While the former archbishop of Chur was promoted to a see in Liechtensteins (to keep him from driving the Swiss Catholigs to become Protestants), where he will happily live ever after together with Prince Hans Adam and the Opus Dei, the Roman Catholic Church does have quite a lot of "extinct" bishoprics, and puts them to various uses: Some Princes of the Church (cardinals) are made arch-bishops and given an "extinct" see, so they are bishops without having to bother with real-life believers and ordinary church-goers. Other bishops who are removed from their bishoprics for political reasons (and remember, you can't fire or "downgrade" a bishop, you can only transfer him) are given such an "extinct" see just to get them out of the Pope`s hair.

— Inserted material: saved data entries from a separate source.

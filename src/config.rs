use anyhow::{bail, Context, Result};
#[cfg(test)]
use std::collections::HashMap;
use std::env;
use std::path::Path;
use std::str::FromStr;

use crate::cli::Args;

/// Report output format
#[derive(Debug, Clone, Copy, PartialEq, Eq)]
pub enum OutputFormat {
    Text,
    Json,
}

impl FromStr for OutputFormat {
    type Err = anyhow::Error;

    fn from_str(s: &str) -> Result<Self> {
        match s.trim().to_ascii_lowercase().as_str() {
            "text" => Ok(OutputFormat::Text),
            "json" => Ok(OutputFormat::Json),
            other => bail!("unknown output format '{}' (expected text or json)", other),
        }
    }
}

#[derive(Debug, Clone)]
pub struct Config {
    // Plan file used when none is given on the command line
    pub plan_path: Option<String>,

    pub output_format: OutputFormat,

    // Treat overlapping rates as a validation failure, not just gaps
    pub strict: bool,
}

impl Config {
    pub fn from_env() -> Result<Self> {
        dotenvy::dotenv().ok(); // Load .env if present, ignore if missing
        Self::from_getter(|key| env::var(key).ok())
    }

    /// Parse config from a custom getter function (for testing)
    pub fn from_getter<F>(get: F) -> Result<Self>
    where
        F: Fn(&str) -> Option<String>,
    {
        Ok(Config {
            plan_path: get("BATTERYIQ_PLAN_PATH").filter(|s| !s.trim().is_empty()),

            output_format: get("BATTERYIQ_OUTPUT")
                .unwrap_or_else(|| "text".to_string())
                .parse()
                .context("BATTERYIQ_OUTPUT must be 'text' or 'json'")?,

            strict: match get("BATTERYIQ_STRICT") {
                Some(value) => Self::parse_bool(&value)
                    .with_context(|| format!("BATTERYIQ_STRICT '{}' is not a boolean", value))?,
                None => false,
            },
        })
    }

    /// Create config from a HashMap (convenience for testing)
    #[cfg(test)]
    pub fn from_map(map: &HashMap<&str, &str>) -> Result<Self> {
        Self::from_getter(|key| map.get(key).map(|v| v.to_string()))
    }

    /// Apply command-line overrides. Flags only switch options on, a plan path
    /// replaces the configured one.
    pub fn apply_args(&mut self, args: &Args) {
        if let Some(path) = &args.plan_path {
            self.plan_path = Some(path.clone());
        }
        if args.json {
            self.output_format = OutputFormat::Json;
        }
        self.strict |= args.strict;
    }

    /// Validate configuration values at startup.
    /// Returns Ok(()) if all validations pass, or Err with details of what failed.
    pub fn validate(&self) -> Result<()> {
        let mut errors: Vec<String> = Vec::new();

        match &self.plan_path {
            None => errors.push(
                "No plan file given. Pass PLAN_FILE or set BATTERYIQ_PLAN_PATH.".to_string(),
            ),
            Some(path) if !Path::new(path).is_file() => {
                errors.push(format!("Plan file not found at '{}'.", path));
            }
            Some(_) => {}
        }

        if errors.is_empty() {
            Ok(())
        } else {
            bail!(
                "Configuration validation failed:\n  - {}",
                errors.join("\n  - ")
            )
        }
    }

    fn parse_bool(value: &str) -> Option<bool> {
        match value.trim().to_ascii_lowercase().as_str() {
            "1" | "true" | "yes" | "on" => Some(true),
            "0" | "false" | "no" | "off" | "" => Some(false),
            _ => None,
        }
    }
}
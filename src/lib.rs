//! BatteryIQ library - time-of-use tariff coverage checks
//!
//! This module exports the tariff model and validator for the CLI and for
//! integration testing.

pub mod cli;
pub mod config;
pub mod plan;
pub mod report;
pub mod tariff;
//! Which rates apply at a given point in the week

use chrono::{Datelike, NaiveDateTime, Timelike};

use super::clock::{DayCode, MINUTES_PER_DAY};
use super::model::TariffPeriod;

/// Distinct rates covering `minute` (0..1440) on `day`, in period order.
///
/// Uses the same effective ranges as coverage validation. Empty means the
/// minute falls in a gap. Equal rates collapse, so use [`slot_entries`] to
/// tell whether the minute is inside an overlap.
pub fn rates_at(periods: &[TariffPeriod], day: DayCode, minute: u16) -> Vec<f64> {
    let mut rates = Vec::new();
    if minute >= MINUTES_PER_DAY {
        return rates;
    }

    let minute = minute as usize;
    for period in periods {
        let applies = period
            .time_windows
            .iter()
            .any(|window| window.applies_to(day) && window.minute_range().contains(&minute));
        if applies && !rates.contains(&period.rate) {
            rates.push(period.rate);
        }
    }
    rates
}

/// Number of window-day hits covering `minute` on `day`.
///
/// Counts the way coverage validation fills its tracks: every matching window
/// and every listing of `day` in it adds one entry, even when the rate values
/// are equal. Zero is a gap, more than one is an overlap.
pub fn slot_entries(periods: &[TariffPeriod], day: DayCode, minute: u16) -> usize {
    if minute >= MINUTES_PER_DAY {
        return 0;
    }

    let minute = minute as usize;
    periods
        .iter()
        .flat_map(|period| &period.time_windows)
        .filter(|window| window.minute_range().contains(&minute))
        .map(|window| window.days.iter().filter(|&&d| d == day).count())
        .sum()
}

/// Rates applying at a local wall-clock time. Seconds are truncated.
pub fn rates_at_datetime(periods: &[TariffPeriod], at: NaiveDateTime) -> Vec<f64> {
    let day = DayCode::from(at.weekday());
    let minute = (at.hour() * 60 + at.minute()) as u16;
    rates_at(periods, day, minute)
}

This is what happened to a French bishop who had too many sympathies for the theology of liberation, for the homeless, for refugees and other left-wing issues and was promptly removed to a "see" somewhere in Africa that nobody had ever heard of before; now it has become an internet bishopric visited by many "concerned" Catholics.

Anyway, the Pope being such a reactionary nuisance, how come George W. is still a re-born Protestant instead of converting to Catholicism? Maybe the Pope could make him arch-bishop of Guantanamo, and put him in charge of the souls of the "PoW"s of the War Against Terrorism?